Remote thermal sensing and imaging is currently one of the most prominent technological fields. Its market value is expected to grow beyond $10 billion/year by 2020. The simplicity and low price of uncooled radiation heat sensors, bolometers, have made them subjected for extensive research. The route for improved performance is enhanced absorption of thermal radiation, improved thermal isolation, reduced thermal mass, increased sensitivity of thermal transduction and reduced noise.
Atomically thin crystalline materials, 2D materials, are an attractive alternative to traditional bolometer materials. Their extreme aspect ratio allows for excellent thermal isolation, low thermal mass, and electrostatically tunable electrical and optical properties allows for temperature sensing and strong light-matter interaction.
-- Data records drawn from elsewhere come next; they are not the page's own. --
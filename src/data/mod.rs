//! Dataset loading: in-memory columns, Stata `.dta` decoding, remote fetch,
//! and an offline synthetic sample.

pub mod dataset;
pub mod dta;
pub mod remote;
pub mod synthetic;

pub use dataset::{Column, Dataset, VariableSummary};
pub use dta::{looks_like_dta, parse_dta};
pub use remote::{DatasetFetcher, data_url_from_env};
pub use synthetic::generate_expenditure_sample;
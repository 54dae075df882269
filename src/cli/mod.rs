//! Command-line parsing for the quantile-regression sweep.
//!
//! The goal of this module is to keep **argument parsing** and **command dispatch**
//! separate from the estimation code.

use std::path::PathBuf;

use clap::{Args, Parser, Subcommand};

use crate::domain::{OutputFormat, SeMethod};

/// Top-level CLI.
#[derive(Debug, Parser)]
#[command(name = "qreg", version, about = "Quantile regression sweep with OLS comparison")]
pub struct Cli {
    #[command(subcommand)]
    pub command: Command,
}

/// CLI subcommands.
#[derive(Debug, Subcommand)]
pub enum Command {
    /// Fit OLS and a quantile sweep, print the comparison table and plot, optionally export.
    Fit(FitArgs),
    /// Load the dataset and print per-variable summary statistics.
    Describe(DataArgs),
}

/// Where the data comes from.
#[derive(Debug, Args, Clone)]
pub struct DataArgs {
    /// Dataset path or http(s) URL (.dta or .csv). Defaults to `QREG_DATA_URL`
    /// or the medical-expenditure example.
    #[arg(long, value_name = "PATH|URL", conflicts_with = "synthetic")]
    pub data: Option<String>,

    /// Use an offline synthetic dataset with the medical-expenditure schema.
    #[arg(long)]
    pub synthetic: bool,

    /// Rows in the synthetic dataset.
    #[arg(long, default_value_t = 3064)]
    pub synthetic_rows: usize,

    /// Random seed for the synthetic dataset.
    #[arg(long, default_value_t = 42)]
    pub seed: u64,

    /// Download attempts before giving up.
    #[arg(long, default_value_t = 3)]
    pub retries: usize,
}

/// Options for `qreg fit`.
#[derive(Debug, Args, Clone)]
pub struct FitArgs {
    #[command(flatten)]
    pub data: DataArgs,

    /// Dependent variable.
    #[arg(short = 'y', long, default_value = "ltotexp")]
    pub dependent: String,

    /// Regressors, comma separated.
    #[arg(
        short = 'x',
        long,
        value_delimiter = ',',
        default_values = ["suppins", "totchr", "age", "female", "white"]
    )]
    pub regressors: Vec<String>,

    /// Fit without a constant term.
    #[arg(long)]
    pub no_intercept: bool,

    /// Quantiles to fit, comma separated, each strictly between 0 and 1.
    #[arg(
        short = 'q',
        long,
        value_delimiter = ',',
        default_values_t = [0.1, 0.25, 0.5, 0.75, 0.9]
    )]
    pub quantiles: Vec<f64>,

    /// Confidence level for intervals.
    #[arg(long, default_value_t = 0.95)]
    pub level: f64,

    /// Standard-error method for quantile fits.
    #[arg(long, value_enum, default_value_t = SeMethod::Nid)]
    pub se: SeMethod,

    /// Maximum MM iterations per quantile fit.
    #[arg(long, default_value_t = 5000)]
    pub max_iter: usize,

    /// Relative check-loss change that counts as converged.
    #[arg(long, default_value_t = 1e-9)]
    pub tolerance: f64,

    /// Whole-sweep deadline in seconds; unfinished quantiles are reported as timed out.
    #[arg(long)]
    pub timeout_secs: Option<f64>,

    /// Report the quantiles that did fit instead of failing the run.
    #[arg(long)]
    pub allow_partial: bool,

    /// Table format.
    #[arg(long, value_enum, default_value_t = OutputFormat::Text)]
    pub format: OutputFormat,

    /// Disable the coefficient plot.
    #[arg(long)]
    pub no_plot: bool,

    /// Plot width (columns) per panel.
    #[arg(long, default_value_t = 60)]
    pub width: usize,

    /// Plot height (rows) per panel.
    #[arg(long, default_value_t = 15)]
    pub height: usize,

    /// Export merged coefficient rows to CSV.
    #[arg(long, value_name = "CSV")]
    pub export_csv: Option<PathBuf>,

    /// Export merged coefficient rows with run metadata to JSON.
    #[arg(long, value_name = "JSON")]
    pub export_json: Option<PathBuf>,
}
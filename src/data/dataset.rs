//! Columnar in-memory dataset.
//!
//! Values are nullable `f64`; `None` is a missing value and is never conflated
//! with `0.0`. The dataset is read-only once built and shared by every fit.

use std::collections::HashMap;

use crate::error::AppError;

/// A named numeric column.
#[derive(Debug, Clone, PartialEq)]
pub struct Column {
    pub name: String,
    pub values: Vec<Option<f64>>,
}

impl Column {
    pub fn new(name: impl Into<String>, values: Vec<Option<f64>>) -> Self {
        Self {
            name: name.into(),
            values,
        }
    }

    pub fn missing(&self) -> usize {
        self.values.iter().filter(|v| v.is_none()).count()
    }
}

/// Descriptive statistics for one variable (non-missing values only).
#[derive(Debug, Clone, PartialEq)]
pub struct VariableSummary {
    pub name: String,
    pub n: usize,
    pub missing: usize,
    pub mean: f64,
    pub min: f64,
    pub max: f64,
}

#[derive(Debug, Clone, PartialEq)]
pub struct Dataset {
    columns: Vec<Column>,
    index: HashMap<String, usize>,
    n_rows: usize,
}

impl Dataset {
    /// Build a dataset, checking that names are unique and lengths agree.
    pub fn new(columns: Vec<Column>) -> Result<Self, AppError> {
        let n_rows = columns.first().map(|c| c.values.len()).unwrap_or(0);
        let mut index = HashMap::with_capacity(columns.len());
        for (i, col) in columns.iter().enumerate() {
            if col.values.len() != n_rows {
                return Err(AppError::DataUnavailable(format!(
                    "Column '{}' has {} rows, expected {n_rows}.",
                    col.name,
                    col.values.len()
                )));
            }
            if index.insert(col.name.clone(), i).is_some() {
                return Err(AppError::DataUnavailable(format!(
                    "Duplicate column name '{}'.",
                    col.name
                )));
            }
        }
        Ok(Self {
            columns,
            index,
            n_rows,
        })
    }

    pub fn n_rows(&self) -> usize {
        self.n_rows
    }

    pub fn n_columns(&self) -> usize {
        self.columns.len()
    }

    pub fn names(&self) -> impl Iterator<Item = &str> {
        self.columns.iter().map(|c| c.name.as_str())
    }

    pub fn column(&self, name: &str) -> Option<&Column> {
        self.index.get(name).map(|&i| &self.columns[i])
    }

    pub fn contains(&self, name: &str) -> bool {
        self.index.contains_key(name)
    }

    pub fn value(&self, row: usize, name: &str) -> Option<f64> {
        self.column(name).and_then(|c| c.values.get(row).copied().flatten())
    }

    pub fn summary(&self) -> Vec<VariableSummary> {
        self.columns.iter().map(summarize).collect()
    }
}

fn summarize(col: &Column) -> VariableSummary {
    let present: Vec<f64> = col.values.iter().filter_map(|v| *v).collect();
    let n = present.len();
    let (mut min, mut max, mut sum) = (f64::INFINITY, f64::NEG_INFINITY, 0.0);
    for &v in &present {
        min = min.min(v);
        max = max.max(v);
        sum += v;
    }
    let mean = if n > 0 { sum / n as f64 } else { f64::NAN };
    if n == 0 {
        min = f64::NAN;
        max = f64::NAN;
    }
    VariableSummary {
        name: col.name.clone(),
        n,
        missing: col.values.len() - n,
        mean,
        min,
        max,
    }
}

#[cfg(test)]
mod tests {
    use super::*;

    fn sample() -> Dataset {
        Dataset::new(vec![
            Column::new("y", vec![Some(1.0), None, Some(3.0)]),
            Column::new("x", vec![Some(0.0), Some(1.0), Some(2.0)]),
        ])
        .unwrap()
    }

    #[test]
    fn missing_is_distinct_from_zero() {
        let ds = sample();
        assert_eq!(ds.value(0, "x"), Some(0.0));
        assert_eq!(ds.value(1, "y"), None);
        assert_eq!(ds.column("y").unwrap().missing(), 1);
        assert_eq!(ds.column("x").unwrap().missing(), 0);
    }

    #[test]
    fn rejects_ragged_columns() {
        let err = Dataset::new(vec![
            Column::new("a", vec![Some(1.0)]),
            Column::new("b", vec![Some(1.0), Some(2.0)]),
        ])
        .unwrap_err();
        assert!(matches!(err, AppError::DataUnavailable(_)));
    }

    #[test]
    fn rejects_duplicate_names() {
        let err = Dataset::new(vec![
            Column::new("a", vec![Some(1.0)]),
            Column::new("a", vec![Some(2.0)]),
        ])
        .unwrap_err();
        assert!(matches!(err, AppError::DataUnavailable(_)));
    }

    #[test]
    fn summary_skips_missing() {
        let ds = sample();
        let s = &ds.summary()[0];
        assert_eq!(s.n, 2);
        assert_eq!(s.missing, 1);
        assert!((s.mean - 2.0).abs() < 1e-12);
        assert_eq!((s.min, s.max), (1.0, 3.0));
    }
}
//! Synthetic medical-expenditure sample.
//!
//! Produces a dataset with the schema of the MEPS extract used in the
//! expenditure example (`ltotexp`, `totexp`, `suppins`, `totchr`, `age`,
//! `female`, `white`) so the whole pipeline can run offline and in tests.
//!
//! The log-expenditure equation has a heteroskedastic error whose scale grows
//! with `totchr`, so quantile slopes genuinely differ across the sweep.
//! A fixed share of individuals has zero expenditure; their `ltotexp` is
//! missing, exactly as in the source data.

use rand::prelude::*;
use rand::rngs::StdRng;
use rand_distr::{Normal, Poisson};

use crate::data::dataset::{Column, Dataset};
use crate::error::AppError;

/// Row count of the reference extract.
pub const REFERENCE_ROWS: usize = 3064;
/// Zero-expenditure rows in the reference extract.
pub const REFERENCE_MISSING: usize = 109;

/// Generate `rows` observations. The number of missing `ltotexp` values is
/// `rows * 109 / 3064`, so the reference size reproduces 2955 usable rows.
pub fn generate_expenditure_sample(rows: usize, seed: u64) -> Result<Dataset, AppError> {
    if rows == 0 {
        return Err(AppError::InvalidParameter(
            "Synthetic sample size must be > 0.".to_string(),
        ));
    }

    let mut rng = StdRng::seed_from_u64(seed);
    let noise = Normal::new(0.0, 1.0)
        .map_err(|e| AppError::InvalidParameter(format!("Noise distribution error: {e}")))?;
    let chronic = Poisson::<f64>::new(1.8)
        .map_err(|e| AppError::InvalidParameter(format!("Chronic-condition distribution error: {e}")))?;

    let n_missing = rows * REFERENCE_MISSING / REFERENCE_ROWS;
    let mut order: Vec<usize> = (0..rows).collect();
    order.shuffle(&mut rng);
    let mut zero_spend = vec![false; rows];
    for &i in order.iter().take(n_missing) {
        zero_spend[i] = true;
    }

    let mut ltotexp = Vec::with_capacity(rows);
    let mut totexp = Vec::with_capacity(rows);
    let mut suppins = Vec::with_capacity(rows);
    let mut totchr = Vec::with_capacity(rows);
    let mut age = Vec::with_capacity(rows);
    let mut female = Vec::with_capacity(rows);
    let mut white = Vec::with_capacity(rows);

    for &is_zero in &zero_spend {
        let a = rng.gen_range(65..=90) as f64;
        let f = if rng.gen_bool(0.58) { 1.0 } else { 0.0 };
        let w = if rng.gen_bool(0.92) { 1.0 } else { 0.0 };
        let s = if rng.gen_bool(0.59) { 1.0 } else { 0.0 };
        let c = chronic.sample(&mut rng).min(7.0);

        let mean = 6.0 + 0.26 * s + 0.44 * c + 0.012 * a - 0.08 * f + 0.32 * w;
        let scale = 1.1 * (1.0 + 0.12 * c);
        let log_spend = mean + scale * noise.sample(&mut rng);

        if is_zero {
            ltotexp.push(None);
            totexp.push(Some(0.0));
        } else {
            ltotexp.push(Some(log_spend));
            totexp.push(Some(log_spend.exp().round()));
        }
        suppins.push(Some(s));
        totchr.push(Some(c));
        age.push(Some(a));
        female.push(Some(f));
        white.push(Some(w));
    }

    Dataset::new(vec![
        Column::new("ltotexp", ltotexp),
        Column::new("totexp", totexp),
        Column::new("suppins", suppins),
        Column::new("totchr", totchr),
        Column::new("age", age),
        Column::new("female", female),
        Column::new("white", white),
    ])
}

#[cfg(test)]
mod tests {
    use super::*;

    #[test]
    fn reference_size_has_reference_missing_count() {
        let ds = generate_expenditure_sample(REFERENCE_ROWS, 7).unwrap();
        assert_eq!(ds.n_rows(), REFERENCE_ROWS);
        assert_eq!(ds.column("ltotexp").unwrap().missing(), REFERENCE_MISSING);
        assert_eq!(ds.column("age").unwrap().missing(), 0);
    }

    #[test]
    fn same_seed_same_data() {
        let a = generate_expenditure_sample(200, 11).unwrap();
        let b = generate_expenditure_sample(200, 11).unwrap();
        assert_eq!(a, b);
        let c = generate_expenditure_sample(200, 12).unwrap();
        assert_ne!(a, c);
    }

    #[test]
    fn chronic_counts_are_capped_integers() {
        let ds = generate_expenditure_sample(500, 3).unwrap();
        for v in ds.column("totchr").unwrap().values.iter().flatten() {
            assert!((0.0..=7.0).contains(v), "{v}");
            assert_eq!(v.fract(), 0.0);
        }
    }

    #[test]
    fn zero_rows_rejected() {
        assert!(generate_expenditure_sample(0, 1).is_err());
    }
}
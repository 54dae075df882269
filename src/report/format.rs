//! Formatted terminal output: comparison table, run summary, dataset summary.
//!
//! We keep formatting code in one place so:
//! - the estimators stay free of presentation concerns
//! - output changes are localized (the golden tests below pin the layout)

use crate::data::VariableSummary;
use crate::domain::{FittedModel, ModelKind, OutputFormat, QuantileFailure, RunConfig};
use crate::report::table::ComparisonTable;

const STARS_LEGEND: &str = "*** p<0.01, ** p<0.05, * p<0.1";

/// Render the table in the requested flavour, footer included.
pub fn format_table(
    table: &ComparisonTable,
    format: OutputFormat,
    n_obs: usize,
    failures: &[QuantileFailure],
) -> String {
    match format {
        OutputFormat::Text => format_table_text(table, n_obs, failures),
        OutputFormat::Markdown => format_table_markdown(table, n_obs, failures),
    }
}

/// Aligned plain text. Each term takes two lines: estimate with stars, then
/// the standard error in parentheses.
pub fn format_table_text(table: &ComparisonTable, n_obs: usize, failures: &[QuantileFailure]) -> String {
    let term_w = table
        .rows
        .iter()
        .map(|r| r.term.chars().count())
        .max()
        .unwrap_or(0)
        .max("Term".len());
    let widths = column_widths(table);
    let rule = "-".repeat(term_w + widths.iter().map(|w| w + 1).sum::<usize>());

    let mut out = String::new();
    let mut header = format!("{:<term_w$}", "Term");
    for (h, &w) in table.headers.iter().zip(&widths) {
        header.push_str(&format!(" {h:>w$}"));
    }
    push_line(&mut out, &header);
    push_line(&mut out, &rule);

    for row in &table.rows {
        let mut est = format!("{:<term_w$}", row.term);
        let mut se = format!("{:<term_w$}", "");
        for (cell, &w) in row.cells.iter().zip(&widths) {
            est.push_str(&format!(" {:>w$}", cell.estimate_text()));
            se.push_str(&format!(" {:>w$}", cell.std_error_text()));
        }
        push_line(&mut out, &est);
        push_line(&mut out, &se);
    }
    push_line(&mut out, &rule);

    out.push_str(&format!("N = {n_obs}\n"));
    out.push_str(STARS_LEGEND);
    out.push('\n');
    if !failures.is_empty() {
        out.push_str("Failed quantiles:\n");
        for f in failures {
            out.push_str(&format!(
                "  {}: {}\n",
                ModelKind::Quantile { tau: f.tau }.label(),
                f.reason
            ));
        }
    }
    out
}

/// GitHub-flavoured Markdown. Stars are escaped so they do not turn into
/// emphasis.
pub fn format_table_markdown(table: &ComparisonTable, n_obs: usize, failures: &[QuantileFailure]) -> String {
    let mut out = String::new();
    out.push_str("| Term |");
    for h in &table.headers {
        out.push_str(&format!(" {h} |"));
    }
    out.push('\n');
    out.push_str("|:---|");
    for _ in &table.headers {
        out.push_str("---:|");
    }
    out.push('\n');

    for row in &table.rows {
        out.push_str(&format!("| {} |", row.term));
        for cell in &row.cells {
            out.push_str(&format!(" {} |", escape_md(&cell.estimate_text())));
        }
        out.push('\n');
        out.push_str("| |");
        for cell in &row.cells {
            out.push_str(&format!(" {} |", cell.std_error_text()));
        }
        out.push('\n');
    }

    out.push('\n');
    out.push_str(&format!("N = {n_obs}. {}\n", escape_md(STARS_LEGEND)));
    if !failures.is_empty() {
        out.push('\n');
        out.push_str("Failed quantiles:\n\n");
        for f in failures {
            out.push_str(&format!(
                "- {}: {}\n",
                ModelKind::Quantile { tau: f.tau }.label(),
                f.reason
            ));
        }
    }
    out
}

/// Format the run header (data, formula, estimator settings, fit diagnostics).
pub fn format_run_summary(
    config: &RunConfig,
    n_obs: usize,
    dropped: usize,
    models: &[&FittedModel],
) -> String {
    let mut out = String::new();

    out.push_str("=== qreg - Quantile regression sweep ===\n");
    let spec = &config.spec;
    let rhs = if spec.regressors.is_empty() {
        "1".to_string()
    } else {
        spec.regressors.join(" + ")
    };
    out.push_str(&format!(
        "Model: {} ~ {}{}\n",
        spec.dependent,
        rhs,
        if spec.intercept { "" } else { " (no intercept)" }
    ));
    out.push_str(&format!(
        "Sample: n={n_obs} ({dropped} rows dropped for missing values)\n"
    ));
    out.push_str(&format!("Quantiles: {}\n", fmt_vec(&config.quantiles)));
    out.push_str(&format!(
        "Inference: {:.0}% intervals, QR standard errors '{}'\n",
        config.confidence_level * 100.0,
        config.estimator.se_method.label()
    ));

    if !models.is_empty() {
        out.push_str("\nModel diagnostics:\n");
        for m in models {
            let objective = match m.kind {
                ModelKind::Ols => "SSE",
                ModelKind::Quantile { .. } => "check loss",
            };
            out.push_str(&format!(
                "  {:<10} {objective}={:.4} iterations={}\n",
                m.kind.label(),
                m.objective,
                m.iterations
            ));
        }
    }
    out.push('\n');
    out
}

/// Per-variable descriptive statistics.
pub fn format_dataset_summary(summary: &[VariableSummary], n_rows: usize) -> String {
    let mut out = String::new();
    out.push_str(&format!("Observations: {n_rows}\n"));
    out.push_str(&format!("Variables: {}\n\n", summary.len()));

    push_line(
        &mut out,
        &format!(
            "{:<16} {:>8} {:>8} {:>12} {:>12} {:>12}",
            "variable", "n", "missing", "mean", "min", "max"
        ),
    );
    push_line(
        &mut out,
        &format!(
            "{:-<16} {:-<8} {:-<8} {:-<12} {:-<12} {:-<12}",
            "", "", "", "", "", ""
        ),
    );
    for s in summary {
        push_line(
            &mut out,
            &format!(
                "{:<16} {:>8} {:>8} {:>12.4} {:>12.4} {:>12.4}",
                truncate(&s.name, 16),
                s.n,
                s.missing,
                s.mean,
                s.min,
                s.max
            ),
        );
    }
    out
}

fn column_widths(table: &ComparisonTable) -> Vec<usize> {
    table
        .headers
        .iter()
        .enumerate()
        .map(|(j, h)| {
            table
                .rows
                .iter()
                .flat_map(|r| [r.cells[j].estimate_text().len(), r.cells[j].std_error_text().len()])
                .max()
                .unwrap_or(0)
                .max(h.len())
        })
        .collect()
}

fn push_line(out: &mut String, line: &str) {
    out.push_str(line.trim_end());
    out.push('\n');
}

fn escape_md(s: &str) -> String {
    s.replace('*', "\\*")
}

fn fmt_vec(v: &[f64]) -> String {
    let parts: Vec<String> = v.iter().map(|x| x.to_string()).collect();
    format!("[{}]", parts.join(", "))
}

fn truncate(s: &str, max: usize) -> String {
    if s.chars().count() <= max {
        return s.to_string();
    }
    let mut out = String::new();
    for (i, ch) in s.chars().enumerate() {
        if i + 1 >= max {
            break;
        }
        out.push(ch);
    }
    out.push('.');
    out
}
FUTBOL aims to take the advantage of 2D materials, as new bolometer material, to create a novel sensor with unseen resolution and bandwidth. A strip of 2D material is suspended to thermally isolate it from its surroundings and form a Fabry-Pérot cavity. Thermal radiation is partly absorbed and partly transmitted into the cavity where it resonates. As the 2D material is not a perfect mirror it will eventually absorb a large fraction of the radiation. The conductivity of the 2D material is electrostatically tuned, using the gate voltage, to maximize absorption. It is utilized that an ultrathin metallic layer reaches 100% absorption when its resistance equals the product of the layer thickness times the vacuum impedance. Absorption of radiation leads to heating of the thermally self-sensing 2D material which is transduced either via changes in its electrical resistance or mechanical resonance frequency. Advantages of the bolometer design are minimal thermal mass, excellent thermal isolation, short time constant and the ability to electrostatically tune the absorption of radiation, combined leading to unseen resolution and bandwidth.